■ Prompt ■
Tally the lines in the records underneath that contain the string "IntercityGeneral", and state the figure by itself.

■ The data ■
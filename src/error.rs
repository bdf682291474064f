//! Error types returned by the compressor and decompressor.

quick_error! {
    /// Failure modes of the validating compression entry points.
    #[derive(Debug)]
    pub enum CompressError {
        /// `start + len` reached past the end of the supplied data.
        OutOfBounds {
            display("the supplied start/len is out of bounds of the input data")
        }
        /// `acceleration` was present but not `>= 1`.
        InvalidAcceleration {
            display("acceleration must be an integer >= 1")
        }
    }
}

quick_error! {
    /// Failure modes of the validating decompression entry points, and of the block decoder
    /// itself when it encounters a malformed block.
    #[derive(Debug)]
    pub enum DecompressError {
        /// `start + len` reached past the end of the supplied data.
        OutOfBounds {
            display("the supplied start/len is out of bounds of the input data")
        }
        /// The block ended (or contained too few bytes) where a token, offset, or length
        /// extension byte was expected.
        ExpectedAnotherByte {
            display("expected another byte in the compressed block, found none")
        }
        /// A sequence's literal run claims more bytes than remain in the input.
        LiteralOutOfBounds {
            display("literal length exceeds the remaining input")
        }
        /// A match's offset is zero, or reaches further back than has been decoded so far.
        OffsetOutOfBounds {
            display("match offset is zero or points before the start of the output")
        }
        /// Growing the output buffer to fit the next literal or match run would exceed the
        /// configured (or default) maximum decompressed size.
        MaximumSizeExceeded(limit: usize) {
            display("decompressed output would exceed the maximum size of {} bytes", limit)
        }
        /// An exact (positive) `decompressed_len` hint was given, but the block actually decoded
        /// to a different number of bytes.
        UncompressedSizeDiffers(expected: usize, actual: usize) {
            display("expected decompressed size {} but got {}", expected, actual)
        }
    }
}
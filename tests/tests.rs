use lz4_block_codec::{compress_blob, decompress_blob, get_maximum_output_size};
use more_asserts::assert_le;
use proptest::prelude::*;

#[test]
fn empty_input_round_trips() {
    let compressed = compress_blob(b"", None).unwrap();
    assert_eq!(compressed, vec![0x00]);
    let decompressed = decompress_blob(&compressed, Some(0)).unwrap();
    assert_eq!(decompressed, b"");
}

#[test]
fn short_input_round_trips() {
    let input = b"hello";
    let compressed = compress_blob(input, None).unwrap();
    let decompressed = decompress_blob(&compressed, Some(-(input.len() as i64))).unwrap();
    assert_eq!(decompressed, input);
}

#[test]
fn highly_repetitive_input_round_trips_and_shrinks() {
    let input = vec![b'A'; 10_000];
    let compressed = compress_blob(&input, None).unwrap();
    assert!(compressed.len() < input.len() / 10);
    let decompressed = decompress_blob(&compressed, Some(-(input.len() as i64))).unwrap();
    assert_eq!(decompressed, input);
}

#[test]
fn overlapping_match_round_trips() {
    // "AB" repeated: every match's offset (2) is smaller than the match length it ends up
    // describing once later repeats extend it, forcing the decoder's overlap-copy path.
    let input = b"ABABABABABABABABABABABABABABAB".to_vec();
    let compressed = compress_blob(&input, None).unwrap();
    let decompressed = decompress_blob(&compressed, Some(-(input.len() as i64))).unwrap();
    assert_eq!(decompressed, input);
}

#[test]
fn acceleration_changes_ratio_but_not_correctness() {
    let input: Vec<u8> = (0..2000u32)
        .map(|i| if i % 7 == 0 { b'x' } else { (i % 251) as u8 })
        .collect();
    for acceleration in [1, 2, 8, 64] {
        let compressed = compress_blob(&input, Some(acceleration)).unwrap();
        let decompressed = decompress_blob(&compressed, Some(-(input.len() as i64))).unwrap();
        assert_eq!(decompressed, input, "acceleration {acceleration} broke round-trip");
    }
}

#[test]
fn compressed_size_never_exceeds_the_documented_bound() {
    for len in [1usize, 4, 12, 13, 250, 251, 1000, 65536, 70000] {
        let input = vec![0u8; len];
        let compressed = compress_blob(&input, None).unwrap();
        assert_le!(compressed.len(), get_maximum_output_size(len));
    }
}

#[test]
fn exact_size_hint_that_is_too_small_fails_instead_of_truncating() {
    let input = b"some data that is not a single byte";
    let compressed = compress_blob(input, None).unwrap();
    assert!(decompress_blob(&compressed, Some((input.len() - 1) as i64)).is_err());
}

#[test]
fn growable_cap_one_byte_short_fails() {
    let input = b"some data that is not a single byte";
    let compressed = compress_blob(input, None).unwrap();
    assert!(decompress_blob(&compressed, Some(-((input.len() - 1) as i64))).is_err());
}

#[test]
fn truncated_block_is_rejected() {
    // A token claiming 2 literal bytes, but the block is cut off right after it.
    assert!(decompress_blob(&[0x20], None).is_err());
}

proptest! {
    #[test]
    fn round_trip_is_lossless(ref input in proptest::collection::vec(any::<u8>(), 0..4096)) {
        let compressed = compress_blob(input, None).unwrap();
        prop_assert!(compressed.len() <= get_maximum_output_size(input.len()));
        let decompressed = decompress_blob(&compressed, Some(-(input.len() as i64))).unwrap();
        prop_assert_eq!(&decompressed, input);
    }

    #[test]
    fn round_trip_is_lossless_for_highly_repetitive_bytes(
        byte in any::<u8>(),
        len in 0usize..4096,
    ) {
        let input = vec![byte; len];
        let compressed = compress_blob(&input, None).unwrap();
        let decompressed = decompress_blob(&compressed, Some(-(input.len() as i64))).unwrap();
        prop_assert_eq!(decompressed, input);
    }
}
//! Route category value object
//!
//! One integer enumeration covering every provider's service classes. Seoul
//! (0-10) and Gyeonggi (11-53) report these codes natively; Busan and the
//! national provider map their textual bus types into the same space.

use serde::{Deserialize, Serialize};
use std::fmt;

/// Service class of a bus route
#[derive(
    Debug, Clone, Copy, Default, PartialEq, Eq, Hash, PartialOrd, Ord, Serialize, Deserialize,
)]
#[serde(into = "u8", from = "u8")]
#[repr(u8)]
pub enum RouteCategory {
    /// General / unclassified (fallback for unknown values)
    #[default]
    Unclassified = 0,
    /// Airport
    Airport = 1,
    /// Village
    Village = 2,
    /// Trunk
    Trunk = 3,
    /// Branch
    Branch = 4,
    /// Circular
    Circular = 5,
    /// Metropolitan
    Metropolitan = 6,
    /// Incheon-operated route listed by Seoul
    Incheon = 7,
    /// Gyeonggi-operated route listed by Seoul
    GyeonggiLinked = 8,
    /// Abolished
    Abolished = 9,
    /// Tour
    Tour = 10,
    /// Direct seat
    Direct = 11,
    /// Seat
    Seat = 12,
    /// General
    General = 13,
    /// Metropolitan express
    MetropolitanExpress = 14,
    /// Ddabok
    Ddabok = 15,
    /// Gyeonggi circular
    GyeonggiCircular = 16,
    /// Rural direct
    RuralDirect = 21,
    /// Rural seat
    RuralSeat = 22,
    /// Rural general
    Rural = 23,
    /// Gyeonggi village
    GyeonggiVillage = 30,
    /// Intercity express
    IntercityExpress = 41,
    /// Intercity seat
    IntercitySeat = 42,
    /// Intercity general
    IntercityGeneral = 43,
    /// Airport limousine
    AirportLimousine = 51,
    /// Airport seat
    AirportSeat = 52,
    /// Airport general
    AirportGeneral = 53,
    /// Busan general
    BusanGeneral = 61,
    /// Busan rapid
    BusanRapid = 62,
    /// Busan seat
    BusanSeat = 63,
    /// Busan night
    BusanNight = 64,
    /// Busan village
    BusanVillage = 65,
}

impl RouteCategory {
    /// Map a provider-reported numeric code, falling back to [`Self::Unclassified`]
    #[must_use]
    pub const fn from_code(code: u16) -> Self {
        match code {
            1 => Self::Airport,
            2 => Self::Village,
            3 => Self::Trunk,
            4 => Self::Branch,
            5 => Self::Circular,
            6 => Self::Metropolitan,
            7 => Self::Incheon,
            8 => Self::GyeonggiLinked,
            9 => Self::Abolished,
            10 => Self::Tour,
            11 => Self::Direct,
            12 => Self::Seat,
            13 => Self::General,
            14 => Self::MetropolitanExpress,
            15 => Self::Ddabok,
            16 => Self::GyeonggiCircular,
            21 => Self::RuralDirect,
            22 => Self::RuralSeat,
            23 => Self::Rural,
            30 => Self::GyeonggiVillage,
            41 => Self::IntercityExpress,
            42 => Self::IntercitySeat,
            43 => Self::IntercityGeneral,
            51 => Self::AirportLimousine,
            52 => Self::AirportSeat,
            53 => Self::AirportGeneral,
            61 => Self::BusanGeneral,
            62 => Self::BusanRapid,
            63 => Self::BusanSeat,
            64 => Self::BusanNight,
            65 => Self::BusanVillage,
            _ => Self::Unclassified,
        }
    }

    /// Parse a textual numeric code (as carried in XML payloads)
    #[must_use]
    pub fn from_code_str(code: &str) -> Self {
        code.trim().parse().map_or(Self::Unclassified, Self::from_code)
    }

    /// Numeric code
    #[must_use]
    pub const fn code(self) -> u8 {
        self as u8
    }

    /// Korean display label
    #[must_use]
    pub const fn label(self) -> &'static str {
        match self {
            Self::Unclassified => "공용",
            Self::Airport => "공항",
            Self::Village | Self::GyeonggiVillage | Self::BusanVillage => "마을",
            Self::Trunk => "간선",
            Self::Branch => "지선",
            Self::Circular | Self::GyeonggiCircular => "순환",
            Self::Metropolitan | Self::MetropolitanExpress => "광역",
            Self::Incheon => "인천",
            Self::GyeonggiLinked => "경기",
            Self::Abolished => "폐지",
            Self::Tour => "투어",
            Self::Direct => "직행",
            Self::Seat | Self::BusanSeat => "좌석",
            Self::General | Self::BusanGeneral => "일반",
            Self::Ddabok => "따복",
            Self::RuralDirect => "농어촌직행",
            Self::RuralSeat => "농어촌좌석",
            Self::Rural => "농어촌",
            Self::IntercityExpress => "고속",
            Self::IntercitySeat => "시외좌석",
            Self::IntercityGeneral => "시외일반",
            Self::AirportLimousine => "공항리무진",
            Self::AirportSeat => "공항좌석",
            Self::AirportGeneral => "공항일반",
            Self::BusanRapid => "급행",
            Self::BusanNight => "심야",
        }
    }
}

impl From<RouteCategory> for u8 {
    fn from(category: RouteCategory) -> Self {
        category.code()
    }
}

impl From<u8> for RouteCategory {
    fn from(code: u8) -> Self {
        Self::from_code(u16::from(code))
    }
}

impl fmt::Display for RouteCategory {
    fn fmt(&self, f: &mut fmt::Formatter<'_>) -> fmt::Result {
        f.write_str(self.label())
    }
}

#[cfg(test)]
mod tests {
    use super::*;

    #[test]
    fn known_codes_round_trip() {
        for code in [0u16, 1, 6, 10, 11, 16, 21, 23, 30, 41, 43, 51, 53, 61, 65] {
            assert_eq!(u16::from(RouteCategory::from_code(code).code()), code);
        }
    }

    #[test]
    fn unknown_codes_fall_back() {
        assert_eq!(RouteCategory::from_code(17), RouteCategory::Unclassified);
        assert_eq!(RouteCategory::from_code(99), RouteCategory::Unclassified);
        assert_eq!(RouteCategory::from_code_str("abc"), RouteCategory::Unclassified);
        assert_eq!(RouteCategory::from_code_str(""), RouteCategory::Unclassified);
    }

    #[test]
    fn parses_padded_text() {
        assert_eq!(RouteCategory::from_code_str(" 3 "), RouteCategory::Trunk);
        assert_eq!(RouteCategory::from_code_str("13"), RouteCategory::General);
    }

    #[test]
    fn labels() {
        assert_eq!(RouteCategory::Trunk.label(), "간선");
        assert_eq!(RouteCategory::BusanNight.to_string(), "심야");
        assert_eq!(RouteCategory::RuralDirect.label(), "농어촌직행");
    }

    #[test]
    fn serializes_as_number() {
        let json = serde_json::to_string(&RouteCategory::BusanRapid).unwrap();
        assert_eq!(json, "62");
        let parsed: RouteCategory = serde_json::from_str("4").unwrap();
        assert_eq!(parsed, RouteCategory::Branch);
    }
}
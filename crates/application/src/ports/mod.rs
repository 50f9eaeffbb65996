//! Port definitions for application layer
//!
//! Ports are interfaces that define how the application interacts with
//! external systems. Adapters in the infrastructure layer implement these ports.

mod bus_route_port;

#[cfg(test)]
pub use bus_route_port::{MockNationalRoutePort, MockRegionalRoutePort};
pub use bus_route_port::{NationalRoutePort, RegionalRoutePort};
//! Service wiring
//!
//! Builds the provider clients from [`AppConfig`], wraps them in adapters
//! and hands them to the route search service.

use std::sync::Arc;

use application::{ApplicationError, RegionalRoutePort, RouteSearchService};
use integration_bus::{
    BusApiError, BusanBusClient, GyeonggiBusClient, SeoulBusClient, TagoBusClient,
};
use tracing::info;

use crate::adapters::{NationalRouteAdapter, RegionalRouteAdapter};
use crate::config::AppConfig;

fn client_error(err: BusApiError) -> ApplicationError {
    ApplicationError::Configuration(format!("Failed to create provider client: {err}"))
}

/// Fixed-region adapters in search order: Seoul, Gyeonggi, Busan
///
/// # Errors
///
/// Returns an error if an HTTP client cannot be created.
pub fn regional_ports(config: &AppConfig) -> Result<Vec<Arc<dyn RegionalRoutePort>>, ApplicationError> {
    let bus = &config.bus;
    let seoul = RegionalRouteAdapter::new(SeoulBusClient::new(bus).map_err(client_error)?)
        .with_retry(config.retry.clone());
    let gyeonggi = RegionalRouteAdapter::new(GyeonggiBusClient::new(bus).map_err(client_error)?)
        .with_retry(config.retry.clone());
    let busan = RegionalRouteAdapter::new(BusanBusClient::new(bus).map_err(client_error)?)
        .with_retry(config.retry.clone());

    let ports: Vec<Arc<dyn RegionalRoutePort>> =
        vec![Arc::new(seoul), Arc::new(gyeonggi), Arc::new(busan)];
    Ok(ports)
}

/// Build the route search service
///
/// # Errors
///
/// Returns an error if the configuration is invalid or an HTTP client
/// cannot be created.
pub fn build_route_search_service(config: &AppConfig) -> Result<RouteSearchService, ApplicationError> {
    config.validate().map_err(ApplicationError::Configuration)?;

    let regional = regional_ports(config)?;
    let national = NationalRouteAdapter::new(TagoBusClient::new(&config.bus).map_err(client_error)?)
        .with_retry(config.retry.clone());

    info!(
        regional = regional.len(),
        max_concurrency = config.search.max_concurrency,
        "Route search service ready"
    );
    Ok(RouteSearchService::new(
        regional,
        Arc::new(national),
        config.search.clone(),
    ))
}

■ Problem solution ■
3